When you compare the electronegativity of hydrogen (2.20), carbon (2.55) and bromine (2.96), it seems as though the bonds between them are all nonpolar covalent which would thereby indicate a nonpolar molecule. The polar dipole is actually created by the sum of the differences between the different molecules. The small difference between carbon and hydrogen creates a very small electron pull towards the center of the molecule. The slightly larger difference between Bromine and Carbon then pulls these electrons towards the Bromine, creating a slightly negative dipole. The sum of these effects create partially positive dipoles on the hydrogen atoms.
As a result of the very slight polar charge, the molecule has a weaker dipole moments and therefore a low boiling point of 4˚C. This means that it is typically found as a gas at standard temperature and pressure even though it is much much larger than a molecule like H2O in terms of molar mass.
CH3Br has a tetrahedral structure similar to CH4 (methane). The difference is that one of the hydrogens has been replaced by Bromine (a much larger halide). Feel free to learn more about either the Lewis Dot Structure of CH4 or whether CH4 is polar or nonpolar.

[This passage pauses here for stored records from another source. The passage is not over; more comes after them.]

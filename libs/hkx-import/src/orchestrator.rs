//! Batch import: fan files out to workers, join, report.
//!
//! Each file runs convert → build → refine → reconcile on one worker. The
//! converter call is where the time goes, so files run in parallel; scene
//! mutation goes through [`SceneReconciler`], one file at a time.

use crate::converter::Converter;
use crate::error::ImportError;
use crate::reconcile::{ImportGroup, NamedMesh, SceneReconciler};
use crate::request::ConversionRequest;
use crate::scene::HostScene;
use config::constants::{worker_count, MAX_IMPORT_WORKERS};
use hkx_geometry::{build, refine};
use rayon::prelude::*;
use std::fmt::Write as _;
use std::path::PathBuf;
use std::time::Duration;

/// Terminal state of one file in a batch.
#[derive(Debug)]
pub struct ImportOutcome {
    pub source: PathBuf,
    pub result: Result<ImportGroup, ImportError>,
}

impl ImportOutcome {
    pub fn is_success(&self) -> bool {
        self.result.is_ok()
    }
}

/// Per-file outcomes of one batch, in request order.
#[derive(Debug, Default)]
pub struct BatchReport {
    pub outcomes: Vec<ImportOutcome>,
}

impl BatchReport {
    pub fn total(&self) -> usize {
        self.outcomes.len()
    }

    pub fn succeeded(&self) -> usize {
        self.outcomes.iter().filter(|o| o.is_success()).count()
    }

    pub fn failures(&self) -> impl Iterator<Item = (&PathBuf, &ImportError)> {
        self.outcomes
            .iter()
            .filter_map(|o| o.result.as_ref().err().map(|err| (&o.source, err)))
    }

    pub fn is_complete_success(&self) -> bool {
        !self.outcomes.is_empty() && self.succeeded() == self.total()
    }

    /// End-of-batch status: one summary line, then one line per failed file.
    ///
    /// # Examples
    /// ```
    /// use hkx_import::BatchReport;
    /// assert_eq!(BatchReport::default().status_message(), "Imported 0 of 0 collision files");
    /// ```
    pub fn status_message(&self) -> String {
        let mut message = format!(
            "Imported {} of {} collision files",
            self.succeeded(),
            self.total()
        );
        for (source, err) in self.failures() {
            let _ = write!(message, "\n  {}: {} ({})", source.display(), err.kind(), err);
        }
        message
    }
}

/// Drives whole batches through the pipeline.
///
/// # Examples
/// ```
/// use hkx_import::converter::InMemoryConverter;
/// use hkx_import::scene::InMemoryScene;
/// use hkx_import::{ConversionRequest, ImportOrchestrator};
///
/// let mut converter = InMemoryConverter::default();
/// converter.insert("rock.hksc", "[]");
/// let mut orchestrator = ImportOrchestrator::new(converter, InMemoryScene::default());
///
/// let report = orchestrator.import_all(&[
///     ConversionRequest::new("rock.hksc"),
///     ConversionRequest::new("missing.hksc"),
/// ]);
/// assert_eq!(report.succeeded(), 1);
/// assert!(!report.outcomes[1].is_success());
/// ```
pub struct ImportOrchestrator<C, S> {
    converter: C,
    reconciler: SceneReconciler<S>,
    max_workers: usize,
}

impl<C, S> ImportOrchestrator<C, S>
where
    C: Converter,
    S: HostScene + Send,
{
    pub fn new(converter: C, scene: S) -> Self {
        Self {
            converter,
            reconciler: SceneReconciler::new(scene),
            max_workers: MAX_IMPORT_WORKERS,
        }
    }

    /// Caps the number of files converted at once.
    pub fn with_max_workers(mut self, max_workers: usize) -> Self {
        self.max_workers = max_workers.max(1);
        self
    }

    pub fn with_lock_timeout(mut self, timeout: Duration) -> Self {
        self.reconciler = self.reconciler.with_lock_timeout(timeout);
        self
    }

    pub fn converter(&self) -> &C {
        &self.converter
    }

    pub fn reconciler(&self) -> &SceneReconciler<S> {
        &self.reconciler
    }

    pub fn into_scene(self) -> S {
        self.reconciler.into_scene()
    }

    /// Imports every request and returns one outcome per request, in
    /// request order. All workers have finished when this returns.
    ///
    /// Batches on one orchestrator never overlap; each call is one batch for
    /// the reconciler's same-batch name matching.
    pub fn import_all(&mut self, requests: &[ConversionRequest]) -> BatchReport {
        self.reconciler.begin_batch();
        let this: &Self = self;
        let workers = worker_count(requests.len(), this.max_workers);
        log::info!("importing {} files on {workers} workers", requests.len());

        let pool = rayon::ThreadPoolBuilder::new()
            .num_threads(workers)
            .thread_name(|i| format!("hkx-import-{i}"))
            .build();

        let outcomes = match pool {
            Ok(pool) => pool.install(|| this.run_batch(requests)),
            Err(err) => {
                log::warn!("could not start import workers ({err}), using the shared pool");
                this.run_batch(requests)
            }
        };

        let report = BatchReport { outcomes };
        log::info!("{}", report.status_message());
        report
    }

    fn run_batch(&self, requests: &[ConversionRequest]) -> Vec<ImportOutcome> {
        requests
            .par_iter()
            .map(|request| ImportOutcome {
                source: request.source_path.clone(),
                result: self.import_one(request),
            })
            .collect()
    }

    /// Runs the full pipeline for one file on the calling thread.
    pub fn import_one(&self, request: &ConversionRequest) -> Result<ImportGroup, ImportError> {
        let result = self.prepare(request).and_then(|meshes| {
            let stem = request.stem();
            match self.reconciler.reconcile(&stem, &meshes) {
                Err(err) if err.is_retryable() => {
                    log::warn!("{err}, retrying once");
                    self.reconciler.reconcile(&stem, &meshes)
                }
                other => other,
            }
        });

        match &result {
            Ok(group) => log::info!(
                "{}: group '{}' with {} meshes",
                request.source_path.display(),
                group.name,
                group.mesh_count()
            ),
            Err(err) => log::error!("{}: {err}", request.source_path.display()),
        }
        result
    }

    /// Read phase: convert, rebuild and refine. Touches no shared state.
    fn prepare(&self, request: &ConversionRequest) -> Result<Vec<NamedMesh>, ImportError> {
        let records = self.converter.convert(request)?;

        records
            .into_iter()
            .map(|record| -> Result<NamedMesh, ImportError> {
                let buffer = build(&record).map_err(|source| ImportError::MalformedRecord {
                    path: request.source_path.clone(),
                    source,
                })?;
                let buffer = refine(buffer, &record.shape_name);
                log::debug!("{} created", record.shape_name);
                Ok(NamedMesh {
                    name: record.shape_name,
                    buffer,
                })
            })
            .collect()
    }
}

CH3Br Ball and Stick Model. Created with MolView. |
For a good portion of the twentieth century this chemical was synthetically created as a pesticide. It was widely utilized in agriculture throughout Australia, China, New Zealand and the United States. However, after the compound was shown to deplete the ozone level, it was gradually phased out from use and replaced by alternative pesticides. The molecule has more of a tendency to deplete the ozone level since the large difference in element size makes it far easier to undergo a chemical reaction with light energy stimulus. Furthermore, the pesticide has been shown to have dangerous effects on human health.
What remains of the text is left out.